Five months later, following the FTC advisory opinion, the California Supreme Court held in Pulliam v. HNL Automotive Inc. that an assignee of an automobile installment sales contract can be liable for attorneys’ fees. In Pulliam, the plaintiff purchased a used Nissan Altima advertised as “Certified Pre-Owned” with cruise control and adjustable seats under a retail installment sales contract from HNL Automotive Inc. (“HNL”). The contract was assigned to TD Auto Finance, LLC (“TDAF”). Shortly after the purchase, the plaintiff sued HNL and TDAF, alleging misconduct by the dealership in the sale of the car, which allegedly did not meet the Certified Pre-Owned requirements or include the advertised features. The jury found that the dealership failed to adequately package and label the car and that the vehicle failed to conform to the promises of fact made on the label, in violation of the implied warranty of merchantability under the Song-Beverly Consumer Warranty Act and awarded her $21,957.25 in damages.
The plaintiff then moved to recover attorneys’ fees of $169,602 against TDAF, the assignee and holder of the sales contract. TDAF argued that the Holder Rule’s limiting sentence restricted its liability to only those amounts paid by the debtor and those amounts did not include attorneys’ fees. The trial court rejected the argument and granted plaintiff ’s motion for fees. This was affirmed on appeal. The California Supreme Court then granted review.
According to the supreme court, the Holder Rule’s “ambiguous” sentence provides no answer to whether states may allow consumers greater recovery than what is provided under the Rule. However, it found that the history of the Rule “indicates that the FTC intended the Rule to serve as a national floor, not to restrict the application of state laws authorizing additional awards of damages or attorney’s fees against a seller or holder.” The Pulliam court interpreted the FTC’s 2022 advisory opinion to mean that the limiting language in the Holder Rule Notice does not apply where the claim for fees “lies against the third party creditor in the first instance.” Finally, the court interpreted the award of attorneys’ fees under the Song-Beverly Consumer Warranty Act as an award to the prevailing party in litigation rather than a claim against a selling dealer that is extended to an assignee by the Holder Rule. The Pulliam court concluded that “the FTC contemplated that state law might offer greater protections for consumers” in excess of the amount the consumer paid under the contract, so that the attorneys’ fees awardable under the Song-Beverly Act could be recovered in addition to any contract recovery under the Holder Rule.

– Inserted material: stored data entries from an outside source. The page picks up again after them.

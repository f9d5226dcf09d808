//! Interactive session: owns the transcript and runs one question at a time.

pub mod transcript;

pub use transcript::{render_trace, render_transcript, Transcript};

use crate::agent::{self, AgentError};
use crate::config::SqlTalkConfig;
use crate::model::ChatModel;
use crate::tools::{ToolCatalog, ToolContext};
use crate::types::{Content, Role, Turn};
use crate::warehouse::Warehouse;
use tracing::info;

/// Per-session knobs taken from the configuration.
#[derive(Debug, Clone)]
pub struct SessionSettings {
    pub dataset_id: String,
    pub max_bytes_billed: u64,
    pub max_tool_calls: u32,
    pub include_history: bool,
}

impl SessionSettings {
    pub fn from_config(config: &SqlTalkConfig) -> Self {
        Self {
            dataset_id: config.dataset_id.clone(),
            max_bytes_billed: config.max_bytes_billed,
            max_tool_calls: config.max_tool_calls,
            include_history: config.include_history,
        }
    }
}

/// A chat session. The transcript lives here and nowhere else.
pub struct Session {
    settings: SessionSettings,
    catalog: ToolCatalog,
    transcript: Transcript,
}

impl Session {
    pub fn new(settings: SessionSettings) -> Self {
        Self {
            settings,
            catalog: ToolCatalog::new(),
            transcript: Transcript::new(),
        }
    }

    pub fn transcript(&self) -> &Transcript {
        &self.transcript
    }

    pub fn catalog(&self) -> &ToolCatalog {
        &self.catalog
    }

    /// Start over with an empty transcript.
    pub fn reset(&mut self) {
        info!("Session reset ({} turns dropped)", self.transcript.len());
        self.transcript.clear();
    }

    /// Answer one question and record both sides in the transcript.
    ///
    /// The user turn is recorded even when the exchange fails; the assistant
    /// turn only when the model produced an answer.
    pub async fn submit(
        &mut self,
        model: &dyn ChatModel,
        warehouse: &dyn Warehouse,
        question: &str,
    ) -> Result<&Turn, AgentError> {
        let history = if self.settings.include_history {
            self.history()
        } else {
            Vec::new()
        };

        self.transcript.append(Turn::user(question));

        let tool_ctx = ToolContext {
            warehouse,
            dataset_id: &self.settings.dataset_id,
            max_bytes_billed: self.settings.max_bytes_billed,
        };
        let exchange = agent::run_exchange(
            model,
            &self.catalog,
            &tool_ctx,
            history,
            question,
            self.settings.max_tool_calls,
        )
        .await?;

        Ok(self
            .transcript
            .append(Turn::assistant(exchange.answer, exchange.trace)))
    }

    /// Earlier answered questions, as alternating user/model messages.
    /// Questions whose exchange failed have no answer and are skipped.
    fn history(&self) -> Vec<Content> {
        let mut history = Vec::new();
        for pair in self.transcript.all().windows(2) {
            if pair[0].role == Role::User && pair[1].role == Role::Assistant {
                history.push(Content::user_text(pair[0].content.clone()));
                history.push(Content::model_text(pair[1].content.clone()));
            }
        }
        history
    }
}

CFPB Warns Against Unfair and Deceptive Practices in Repossessions
The CFPB expressed concerned that lenders and their servicers, including repossession agents, might commit unfair or deceptive collection and repossession practices to obtain the vehicles for resale “since repossessed vehicles can command higher prices when resold.” It published a compliance bulletin in March 2022 that identified unfair and deceptive practices in the repossession process, citing examples of servicers providing payment or other options to allow consumers to avoid repossession, but then still repossessing the vehicle after the consumer already satisfied his or her side of the agreement. The CFPB also noted a recent enforcement action against Nissan Motor Acceptance Corp. where servicers provided consumers with other options to avoid repossession, but nevertheless still repossessed their vehicles, such as when consumers “[m]ade and kept promises to pay that brought the account current; [m]ade payments that decreased the delinquency to less than 60 days past due; [m]ade promises to pay where the date had not passed; or [a]greed to extension agreements.”
The CFPB identified as unfair trade practices servicing errors leading to vehicle repossession even though consumers met the conditions of forbearance, such as “[s]ervicers incorrectly coding consumers as delinquent; [s]ervicer representatives failing to cancel repossession orders previously communicated to repossession agents; or [r]epossession agents failing to confirm that the repossession order was still active before repossessing a vehicle.” Unfair practices also related to bankruptcy, such as repossessing vehicles in violation of the automatic stay “from the moment a consumer has filed a bankruptcy petition.”
The CFPB also considers charging fees for storing debtors’ personal property taken from repossessed vehicles to be illegal, again noting the enforcement action against Nissan Motor Acceptance Corp. based on such practices. Finally, the CFPB identified the practice of continuing to assess charges for force-placed collateral protection insurance after repossession, the subject of its enforcement action against Wells Fargo that resulted in a $1 billion civil money penalty, to be an unfair and deceptive practice. To avoid these unfair and deceptive acts and practices and others, the CFPB suggested a series of best practices that should be adopted.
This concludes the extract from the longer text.